His phone rang again. He saw it was Jez, so he answered quickly.

“I lost her,” she said, yelling over street noise.

“What? How?” he said sharply, causing both Linda and the girl to look at him.

“I got caught in the crowd pushing out of the train and she snaked in. The doors closed and she was gone.”

“What train?”

“The uptown N/R.”

“Fuck
me
.”

Linda Book shot him an annoyed look, shook her head. The girl smiled, a small, amused turning up of the corner of her mouth. And in that second she was identical to her aunt. Detective Crowe was really starting to dislike this family of stubborn, too-smart women with bad attitudes.

“What are you going to do?” he asked her, sounding a little petulant even to himself.

“What
can
I do, Crowe?”

“See if you can catch her at the next station.” He heard her release an exasperated breath.

“Okay.” She said it as if he was an idiot and it would never work but she’d try it anyway. He ended the call. If he’d been alone, he’d have kicked something, issued a string of expletives to blow off steam.

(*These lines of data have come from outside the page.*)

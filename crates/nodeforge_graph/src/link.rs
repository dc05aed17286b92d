// SPDX-License-Identifier: MIT OR Apache-2.0
//! Link (edge) definitions for the graph.

use crate::interface::TerminalId;
use crate::node::NodeId;
use crate::socket::SocketDirection;
use indexmap::IndexMap;
use serde::{Deserialize, Serialize};
use std::collections::HashMap;
use uuid::Uuid;

/// Unique identifier for a link
#[derive(Debug, Clone, Copy, PartialEq, Eq, Hash, Serialize, Deserialize)]
pub struct LinkId(pub Uuid);

impl LinkId {
    /// Create a new random link ID
    pub fn new() -> Self {
        Self(Uuid::new_v4())
    }
}

impl Default for LinkId {
    fn default() -> Self {
        Self::new()
    }
}

/// One end of a link
#[derive(Debug, Clone, Copy, PartialEq, Eq, Hash, Serialize, Deserialize)]
pub enum Endpoint {
    /// A socket on a node of the graph
    Socket {
        /// Owning node
        node: NodeId,
        /// Which socket list `index` refers to
        direction: SocketDirection,
        /// Position in that list
        index: usize,
    },
    /// A declared input or output of the graph itself
    Terminal(TerminalId),
}

impl Endpoint {
    /// Get the node this endpoint belongs to, if any
    pub fn node(&self) -> Option<NodeId> {
        match self {
            Self::Socket { node, .. } => Some(*node),
            Self::Terminal(_) => None,
        }
    }
}

/// A directed link from a source endpoint to a destination endpoint
#[derive(Debug, Clone, PartialEq, Serialize, Deserialize)]
pub struct Link {
    /// Unique link ID
    pub id: LinkId,
    /// Output socket or input terminal
    pub from: Endpoint,
    /// Input socket or output terminal
    pub to: Endpoint,
}

impl Link {
    /// Create a new link
    pub fn new(from: Endpoint, to: Endpoint) -> Self {
        Self {
            id: LinkId::new(),
            from,
            to,
        }
    }

    /// Check if this link involves a specific node
    pub fn involves_node(&self, node_id: NodeId) -> bool {
        self.from.node() == Some(node_id) || self.to.node() == Some(node_id)
    }

    /// Check if this link involves a specific endpoint
    pub fn involves(&self, endpoint: Endpoint) -> bool {
        self.from == endpoint || self.to == endpoint
    }
}

/// Active links of a graph.
///
/// Each destination holds at most one link. Inserting a link into an
/// occupied destination retires the previous one.
#[derive(Debug, Clone, Default, Serialize, Deserialize)]
#[serde(from = "Vec<Link>", into = "Vec<Link>")]
pub struct LinkRegistry {
    links: IndexMap<LinkId, Link>,
    by_destination: HashMap<Endpoint, LinkId>,
}

impl LinkRegistry {
    /// Create an empty registry
    pub fn new() -> Self {
        Self::default()
    }

    /// Add a link, returning its ID and the link it replaced
    pub fn insert(&mut self, from: Endpoint, to: Endpoint) -> (LinkId, Option<Link>) {
        let retired = self
            .by_destination
            .remove(&to)
            .and_then(|id| self.links.shift_remove(&id));

        let link = Link::new(from, to);
        let id = link.id;
        self.by_destination.insert(to, id);
        self.links.insert(id, link);
        (id, retired)
    }

    /// Remove a link
    pub fn remove(&mut self, link_id: LinkId) -> Option<Link> {
        let link = self.links.shift_remove(&link_id)?;
        self.by_destination.remove(&link.to);
        Some(link)
    }

    /// Get a link by ID
    pub fn get(&self, link_id: LinkId) -> Option<&Link> {
        self.links.get(&link_id)
    }

    /// Get the link feeding a destination
    pub fn link_to(&self, destination: Endpoint) -> Option<&Link> {
        self.by_destination
            .get(&destination)
            .and_then(|id| self.links.get(id))
    }

    /// Whether a destination already receives a link
    pub fn is_linked(&self, destination: Endpoint) -> bool {
        self.by_destination.contains_key(&destination)
    }

    /// Get links leaving a source
    pub fn links_from(&self, source: Endpoint) -> impl Iterator<Item = &Link> {
        self.links.values().filter(move |l| l.from == source)
    }

    /// Get all links, in creation order
    pub fn iter(&self) -> impl Iterator<Item = &Link> {
        self.links.values()
    }

    /// Number of active links
    pub fn len(&self) -> usize {
        self.links.len()
    }

    /// Whether there are no links
    pub fn is_empty(&self) -> bool {
        self.links.is_empty()
    }
}

impl From<Vec<Link>> for LinkRegistry {
    fn from(links: Vec<Link>) -> Self {
        let mut registry = Self::new();
        for link in links {
            if let Some(previous) = registry.by_destination.insert(link.to, link.id) {
                registry.links.shift_remove(&previous);
            }
            registry.links.insert(link.id, link);
        }
        registry
    }
}

impl From<LinkRegistry> for Vec<Link> {
    fn from(registry: LinkRegistry) -> Self {
        registry.links.into_values().collect()
    }
}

But he managed to keep his composure.

“I have an idea.” It was the girl, looking at him as if he might be interested in her thoughts.

“Really,” he said, sarcastic and annoyed. He saw anger, anger rather than intimidation, flash on her small face. He hated to admit it, but it cowed him a bit. He kept his eyes on her. She turned to her mother, as if he no longer deserved to be spoken to.

“Make Daddy go home and check the computer,” she said. “You can use the spyware you installed to see what sites she visited and try to figure out where she went that way.”

“What spyware?” asked Linda, widening her eyes and lifting her brow in a bad imitation of innocence.

“Yeah, right,” said Emily. “Like we don’t
know
, Mom.”

“Hey, that’s a good idea, kid,” he said, surprised.

Emily Book gave him a nasty smirk. “Duh.”

Five minutes later Erik Book was on his way downtown. Linda Book looked uneasy, rubbed her temples with the spread thumb and index finger of one hand, as though she was wondering if she was helping or hurting her sister.